New report shows VAD laws are fulfilling their promise
For the first time, analysis of official data from all Australian jurisdictions presents a snapshot of VAD in practice; who is using the laws and what can be improved.
More than 2,460 terminally ill Australians have ended their life using voluntary assisted dying (VAD) since end-of-life choice was first legalised, a landmark report from Go Gentle Australia has found.
The State of VAD report collates and analyses available VAD data for the first time. It reveals a good news story: Australia’s laws are operating safely within the parameters set out by parliament and are fulfilling their dual aims to offer terminally ill people choice and relieve suffering. The report finds that in Australia;
- A typical VAD applicant is aged 70-79 years, more likely to be male, and have cancer
- The majority are well educated, speak English as their preferred language and around 4 in 5 (79%) are receiving palliative care
- Health professionals are delivering compassionate, person-centred care to people who seek this choice.
The report shows that while assisted deaths represent a small proportion of all deaths (between 0.5 and 1.6%) demand for VAD services is growing. A number of reforms are recommended to further improve access, including:
- Streamline complex bureaucratic processes
- Recognise VAD as part of high-quality end-of-life care and include it in clinical standards
and guidelines - Grow the VAD health workforce to meet demand, with fair compensation
- Produce clear guidance to individual practitioners, hospitals, hospices and aged care facilities about their legal and ethical obligations to the people in their care
- Provide culturally safe resources and services for First Nations peoples and those from culturally and linguistically diverse backgrounds.
The report includes a joint statement from health organisations calling on the government to reform the Commonwealth Criminal Code where it restricts VAD access for rural and remote Australians.
A revolutionary pace of change
Andrew Denton, Go Gentle Australia’s founding director, said enormous progress had been made since Victoria became the first state to pass a VAD law in 2017.
"But there is more work to do. The Northern Territory is still to pass a law and we must ensure no one is left behind. There is also the business of making services as accessible as possible for those who need them. We must never forget who these laws were written for – terminally ill people who are suffering intolerably and want some control over the timing and circumstances of their death.”
VAD applicants three times more likely to die at home
Dr Linda Swan, Go Gentle Australia’s CEO, said: “The evidence collected paints a reassuring picture of systems fulfilling their aims.
"The State of VAD is overwhelmingly a good news story. None of the dire predictions from opponents have come to pass and systems are working safely and with great compassion.”
Dr Swan said VAD applicants were of all ages and backgrounds but typically aged between 70 and 79. They were slightly more likely to be male, have a terminal cancer diagnosis and on average took between two weeks and a month to progress through the approvals process.

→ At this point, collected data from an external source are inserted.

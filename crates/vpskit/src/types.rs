//! Core types for provider operations.

use crate::error::{Error, Result};
use serde::{Deserialize, Serialize};
use std::cmp::Ordering;
use std::fmt;
use std::time::Duration;

/// One orderable server shape: a plan offered in a specific region.
#[derive(Debug, Clone, PartialEq, Serialize, Deserialize)]
pub struct ServerType {
    /// Selection key, `<plan>_<region>`.
    pub key: String,
    /// Vendor plan identifier.
    pub plan: String,
    /// Vendor region identifier.
    pub region: String,
    /// Human-readable location.
    pub location: String,
    /// Monthly price in `currency`.
    pub monthly_price: f64,
    /// Hourly price in `currency`.
    pub hourly_price: f64,
    /// ISO currency code.
    pub currency: String,
    /// Display-only price string.
    pub price_label: String,
    /// Human-readable hardware summary.
    pub specs: String,
}

impl ServerType {
    /// Build an entry, deriving the key and price label.
    pub fn new(
        plan: impl Into<String>,
        region: impl Into<String>,
        location: impl Into<String>,
        (monthly_price, hourly_price): (f64, f64),
        currency: impl Into<String>,
        specs: impl Into<String>,
    ) -> Self {
        let plan = plan.into();
        let region = region.into();
        let currency = currency.into();
        Self {
            key: server_type_key(&plan, &region),
            price_label: price_label(monthly_price, hourly_price, &currency),
            plan,
            region,
            location: location.into(),
            monthly_price,
            hourly_price,
            currency,
            specs: specs.into(),
        }
    }
}

impl fmt::Display for ServerType {
    fn fmt(&self, f: &mut fmt::Formatter<'_>) -> fmt::Result {
        write!(
            f,
            "{} - {} - {} - {}",
            self.price_label, self.location, self.plan, self.specs
        )
    }
}

/// Build a `<plan>_<region>` selection key.
pub fn server_type_key(plan: &str, region: &str) -> String {
    format!("{plan}_{region}")
}

/// Split a selection key into plan and region.
///
/// Splits at the first underscore; vendor plan ids never contain one.
pub fn split_server_type_key(key: &str) -> Result<(&str, &str)> {
    key.split_once('_')
        .filter(|(plan, region)| !plan.is_empty() && !region.is_empty())
        .ok_or_else(|| Error::InvalidResponse(format!("server type `{key}` is not <plan>_<region>")))
}

/// Format a price pair for display.
pub fn price_label(monthly: f64, hourly: f64, currency: &str) -> String {
    format!("{monthly:.4} {currency}/mo ({hourly:.5} {currency}/hr)")
}

/// Sort by monthly price, then hourly price, then key.
pub fn sort_server_types(types: &mut [ServerType]) {
    types.sort_by(|a, b| {
        a.monthly_price
            .total_cmp(&b.monthly_price)
            .then_with(|| a.hourly_price.total_cmp(&b.hourly_price))
            .then_with(|| a.key.cmp(&b.key))
    });
}

/// Provider-assigned handle for an uploaded public key.
#[derive(Debug, Clone, PartialEq, Eq, Serialize, Deserialize)]
pub struct KeyHandle {
    /// Provider key id.
    pub id: String,
    /// Name the key was uploaded under.
    pub name: String,
    /// Public key as uploaded.
    pub public_key: String,
}

impl KeyHandle {
    /// Whether this handle was uploaded with `public_key`.
    pub fn matches(&self, public_key: &str) -> bool {
        self.public_key.trim() == public_key.trim()
    }
}

/// Parameters for creating a server.
#[derive(Debug, Clone, Default, PartialEq, Eq, Serialize, Deserialize)]
pub struct CreateRequest {
    /// Server name / label.
    pub name: String,
    /// `<plan>_<region>` selection key.
    pub server_type: String,
    /// Operator public key (OpenSSH format).
    pub public_key: String,
    /// Handle of the key uploaded to this provider, if any.
    pub key: Option<KeyHandle>,
    /// Address of an externally managed host.
    pub address: Option<String>,
}

impl CreateRequest {
    /// Create a request for a provider-managed server.
    pub fn new(name: impl Into<String>, server_type: impl Into<String>) -> Self {
        Self {
            name: name.into(),
            server_type: server_type.into(),
            ..Default::default()
        }
    }

    /// Attach the operator key.
    pub fn with_key(mut self, public_key: impl Into<String>, handle: Option<KeyHandle>) -> Self {
        self.public_key = public_key.into();
        self.key = handle;
        self
    }

    /// Set the address of an externally managed host.
    pub fn with_address(mut self, address: impl Into<String>) -> Self {
        self.address = Some(address.into());
        self
    }

    /// Plan and region from the selection key.
    pub fn plan_and_region(&self) -> Result<(&str, &str)> {
        split_server_type_key(&self.server_type)
    }
}

/// How to wait for a new server to come up.
#[derive(Debug, Clone, Copy, PartialEq, Eq)]
pub struct PollConfig {
    /// Delay between status checks.
    pub interval: Duration,
    /// Give up after this long.
    pub timeout: Duration,
}

impl Default for PollConfig {
    fn default() -> Self {
        Self {
            interval: Duration::from_secs(3),
            timeout: Duration::from_secs(600),
        }
    }
}

/// Settings used to construct an adapter.
#[derive(Debug, Clone, Default)]
pub struct ProviderSettings {
    /// API token.
    pub token: Option<String>,
    /// Override of the vendor API base URL.
    pub api_base: Option<String>,
    /// Status polling.
    pub poll: PollConfig,
}

impl ProviderSettings {
    /// Settings with a token and default polling.
    pub fn with_token(token: impl Into<String>) -> Self {
        Self {
            token: Some(token.into()),
            ..Default::default()
        }
    }

    /// The token, or [`Error::MissingToken`].
    pub fn require_token(&self, provider: &str) -> Result<&str> {
        self.token
            .as_deref()
            .filter(|t| !t.is_empty())
            .ok_or_else(|| Error::MissingToken(provider.to_string()))
    }
}

/// Compare version-suffixed names (`debian9` < `debian12`), falling back to
/// plain string order.
pub(crate) fn version_order(a: &str, b: &str) -> Ordering {
    fn trailing_number(s: &str) -> Option<u64> {
        let digits: String = s
            .chars()
            .rev()
            .take_while(char::is_ascii_digit)
            .collect::<Vec<_>>()
            .into_iter()
            .rev()
            .collect();
        digits.parse().ok()
    }

    match (trailing_number(a), trailing_number(b)) {
        (Some(x), Some(y)) => x.cmp(&y).then_with(|| a.cmp(b)),
        _ => a.cmp(b),
    }
}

“Applicants are being guided by more than 1,000 VAD-trained health professionals and kind and meticulous support services,” Dr Swan said.
“We hear many stories of health professionals going above and beyond to ensure terminally ill people and their families get the support they need.
“Importantly, around 80 per cent of applicants are receiving palliative care which demonstrates the two care options can and do work together, offering opportunities for closer co-operation.”
Dr Swan said the data revealed a further benefit; that VAD was enabling more people to die at home.
“The vast majority of us say we want to die at home but only around 15 per cent of us manage to do so. VAD applicants are achieving this goal at three times that rate.”
Greater awareness needed
However, challenges remain. A number of barriers were preventing access for otherwise eligible people, and a funding shortfall for VAD providers risked the sustainability of services.
“Between 30 and 50 per cent of people who start the process do not complete it, and one in five who are found eligible die without using the VAD substance," Dr Swan said.
"VAD is a person-directed process. However, it may be that barriers are preventing eligible applicants from completing the process. We need more information to determine whether there is an imbalance between safeguards and accessibility.”
Greater awareness of VAD was essential.
“People can only benefit from the choice if they know it exists. So-called ‘gag clauses’ in Victoria and South Australia prevent health professionals from raising the topic with patients. No other health care requires patients to know their treatment options before consulting a doctor. It runs contrary to person-centred and informed care.
“Another challenge was encouraging enough clinicians to complete VAD training to meet demand. We need to ensure health professionals are fairly remunerated and suppported for their VAD work. Some VAD practitioners are working after hours and on weekends, and receiving little or no financial compensation.”
Health agencies call for Criminal Code reform
A priority is reform of the Commonwealth Criminal Code, to allow the use of electronic communications, including phone, email and telehealth, in the VAD process. In a joint statement, 17 leading health agencies have joined Go Gentle to call on the federal government to urgently amend the Code where it negatively impacts provision of VAD services, particularly in regional and remote areas.
“It is cruel and unreasonable to require dying people to travel long distances to in-person consults for every single aspect of the application process,” Dr Swan said. “This outdated
prohibition adds significant delays and uncertainty for everyone, and discriminates against people in rural and remote areas.”